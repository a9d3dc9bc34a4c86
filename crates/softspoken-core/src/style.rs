//! Named text styles.
//!
//! Themes refer to styles by name (`"bold"`, `"yellow"`, `"bgRed"`, ...). This
//! module parses those names once, up front, and composes them into an
//! `owo_colors::Style` when text is painted.
//!
//! ## Supported names
//!
//! | Kind | Names |
//! |------|-------|
//! | Modifiers | `reset`, `bold`, `dim`, `italic`, `underline`, `inverse`, `hidden`, `strikethrough` |
//! | Foreground | `black`, `red`, `green`, `yellow`, `blue`, `magenta`, `cyan`, `white`, `gray`/`grey`, `<color>Bright` |
//! | Background | `bgBlack` … `bgWhite`, `bgGray`/`bgGrey`, `bg<Color>Bright` |

use std::fmt;
use std::str::FromStr;

use owo_colors::{OwoColorize, Style};

use crate::errors::{Result, SoftSpokenError};

/// One of the sixteen ANSI colors.
#[derive(Debug, Clone, Copy, PartialEq, Eq, Hash)]
pub enum AnsiColor {
    Black,
    Red,
    Green,
    Yellow,
    Blue,
    Magenta,
    Cyan,
    White,
    BrightBlack,
    BrightRed,
    BrightGreen,
    BrightYellow,
    BrightBlue,
    BrightMagenta,
    BrightCyan,
    BrightWhite,
}

impl AnsiColor {
    /// Parse a lower-camel color name (`red`, `redBright`, `gray`).
    fn from_name(name: &str) -> Option<Self> {
        let (base, bright) = match name.strip_suffix("Bright") {
            Some(base) => (base, true),
            None => (name, false),
        };
        let color = match (base, bright) {
            ("gray" | "grey", false) => Self::BrightBlack,
            ("black", false) => Self::Black,
            ("red", false) => Self::Red,
            ("green", false) => Self::Green,
            ("yellow", false) => Self::Yellow,
            ("blue", false) => Self::Blue,
            ("magenta", false) => Self::Magenta,
            ("cyan", false) => Self::Cyan,
            ("white", false) => Self::White,
            ("black", true) => Self::BrightBlack,
            ("red", true) => Self::BrightRed,
            ("green", true) => Self::BrightGreen,
            ("yellow", true) => Self::BrightYellow,
            ("blue", true) => Self::BrightBlue,
            ("magenta", true) => Self::BrightMagenta,
            ("cyan", true) => Self::BrightCyan,
            ("white", true) => Self::BrightWhite,
            _ => return None,
        };
        Some(color)
    }

    fn foreground(self, style: Style) -> Style {
        match self {
            Self::Black => style.black(),
            Self::Red => style.red(),
            Self::Green => style.green(),
            Self::Yellow => style.yellow(),
            Self::Blue => style.blue(),
            Self::Magenta => style.magenta(),
            Self::Cyan => style.cyan(),
            Self::White => style.white(),
            Self::BrightBlack => style.bright_black(),
            Self::BrightRed => style.bright_red(),
            Self::BrightGreen => style.bright_green(),
            Self::BrightYellow => style.bright_yellow(),
            Self::BrightBlue => style.bright_blue(),
            Self::BrightMagenta => style.bright_magenta(),
            Self::BrightCyan => style.bright_cyan(),
            Self::BrightWhite => style.bright_white(),
        }
    }

    fn background(self, style: Style) -> Style {
        match self {
            Self::Black => style.on_black(),
            Self::Red => style.on_red(),
            Self::Green => style.on_green(),
            Self::Yellow => style.on_yellow(),
            Self::Blue => style.on_blue(),
            Self::Magenta => style.on_magenta(),
            Self::Cyan => style.on_cyan(),
            Self::White => style.on_white(),
            Self::BrightBlack => style.on_bright_black(),
            Self::BrightRed => style.on_bright_red(),
            Self::BrightGreen => style.on_bright_green(),
            Self::BrightYellow => style.on_bright_yellow(),
            Self::BrightBlue => style.on_bright_blue(),
            Self::BrightMagenta => style.on_bright_magenta(),
            Self::BrightCyan => style.on_bright_cyan(),
            Self::BrightWhite => style.on_bright_white(),
        }
    }
}

/// A single parsed style name.
#[derive(Debug, Clone, PartialEq, Eq, Hash)]
pub enum StyleName {
    /// Leaves text untouched.
    Reset,
    Bold,
    Dim,
    Italic,
    Underline,
    Inverse,
    Hidden,
    Strikethrough,
    /// Foreground color.
    Fg(AnsiColor),
    /// Background color.
    Bg(AnsiColor),
}

impl StyleName {
    /// Compose this style onto an existing one.
    fn apply_to(&self, style: Style) -> Style {
        match self {
            Self::Reset => style,
            Self::Bold => style.bold(),
            Self::Dim => style.dimmed(),
            Self::Italic => style.italic(),
            Self::Underline => style.underline(),
            Self::Inverse => style.reversed(),
            Self::Hidden => style.hidden(),
            Self::Strikethrough => style.strikethrough(),
            Self::Fg(color) => color.foreground(style),
            Self::Bg(color) => color.background(style),
        }
    }
}

impl FromStr for StyleName {
    type Err = SoftSpokenError;

    fn from_str(s: &str) -> Result<Self> {
        let name = match s {
            "reset" => Self::Reset,
            "bold" => Self::Bold,
            "dim" => Self::Dim,
            "italic" => Self::Italic,
            "underline" => Self::Underline,
            "inverse" => Self::Inverse,
            "hidden" => Self::Hidden,
            "strikethrough" => Self::Strikethrough,
            _ => {
                let parsed = match s.strip_prefix("bg") {
                    Some(rest) => lower_first(rest)
                        .as_deref()
                        .and_then(AnsiColor::from_name)
                        .map(Self::Bg),
                    None => AnsiColor::from_name(s).map(Self::Fg),
                };
                parsed.ok_or_else(|| SoftSpokenError::UnknownStyle(s.to_string()))?
            }
        };
        Ok(name)
    }
}

/// `"RedBright"` -> `"redBright"`; `None` for an empty remainder.
fn lower_first(s: &str) -> Option<String> {
    let mut chars = s.chars();
    let first = chars.next()?;
    if !first.is_ascii_uppercase() {
        return None;
    }
    Some(first.to_ascii_lowercase().to_string() + chars.as_str())
}

/// An ordered, validated list of style names.
#[derive(Debug, Clone, PartialEq, Eq)]
pub struct StyleSet {
    names: Vec<StyleName>,
}

impl StyleSet {
    /// Parse every name, failing on the first unknown one.
    pub fn parse<S: AsRef<str>>(names: &[S]) -> Result<Self> {
        let names = names
            .iter()
            .map(|name| name.as_ref().parse())
            .collect::<Result<Vec<StyleName>>>()?;
        Ok(Self { names })
    }

    /// The parsed names in application order.
    pub fn names(&self) -> &[StyleName] {
        &self.names
    }

    pub fn is_empty(&self) -> bool {
        self.names.is_empty()
    }

    /// True when painting would not change the text.
    pub fn is_plain(&self) -> bool {
        self.names.iter().all(|name| *name == StyleName::Reset)
    }

    /// Wrap `text` in the escape codes of every style, in order.
    pub fn apply(&self, text: &str) -> String {
        if self.is_plain() || text.is_empty() {
            return text.to_string();
        }
        let style = self
            .names
            .iter()
            .fold(Style::new(), |style, name| name.apply_to(style));
        text.style(style).to_string()
    }
}

impl fmt::Display for StyleName {
    fn fmt(&self, f: &mut fmt::Formatter<'_>) -> fmt::Result {
        match self {
            Self::Reset => write!(f, "reset"),
            Self::Bold => write!(f, "bold"),
            Self::Dim => write!(f, "dim"),
            Self::Italic => write!(f, "italic"),
            Self::Underline => write!(f, "underline"),
            Self::Inverse => write!(f, "inverse"),
            Self::Hidden => write!(f, "hidden"),
            Self::Strikethrough => write!(f, "strikethrough"),
            Self::Fg(color) => write!(f, "{color:?}"),
            Self::Bg(color) => write!(f, "bg{color:?}"),
        }
    }
}

/// Apply a list of style names to text.
///
/// An empty list leaves the text unchanged. Unknown names are a configuration
/// error and fail immediately.
///
/// # Example
///
/// ```
/// use softspoken_core::style::apply_style;
///
/// assert_eq!(apply_style("plain", &["reset"]).unwrap(), "plain");
/// assert!(apply_style("bold", &["bold"]).unwrap().contains("\u{1b}["));
/// assert!(apply_style("nope", &["sparkly"]).is_err());
/// ```
pub fn apply_style<S: AsRef<str>>(text: &str, names: &[S]) -> Result<String> {
    Ok(StyleSet::parse(names)?.apply(text))
}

■ ■ ■

Would you please return every line in the listing where "enum" shows up?

pub enum AnsiColor {
pub enum StyleName {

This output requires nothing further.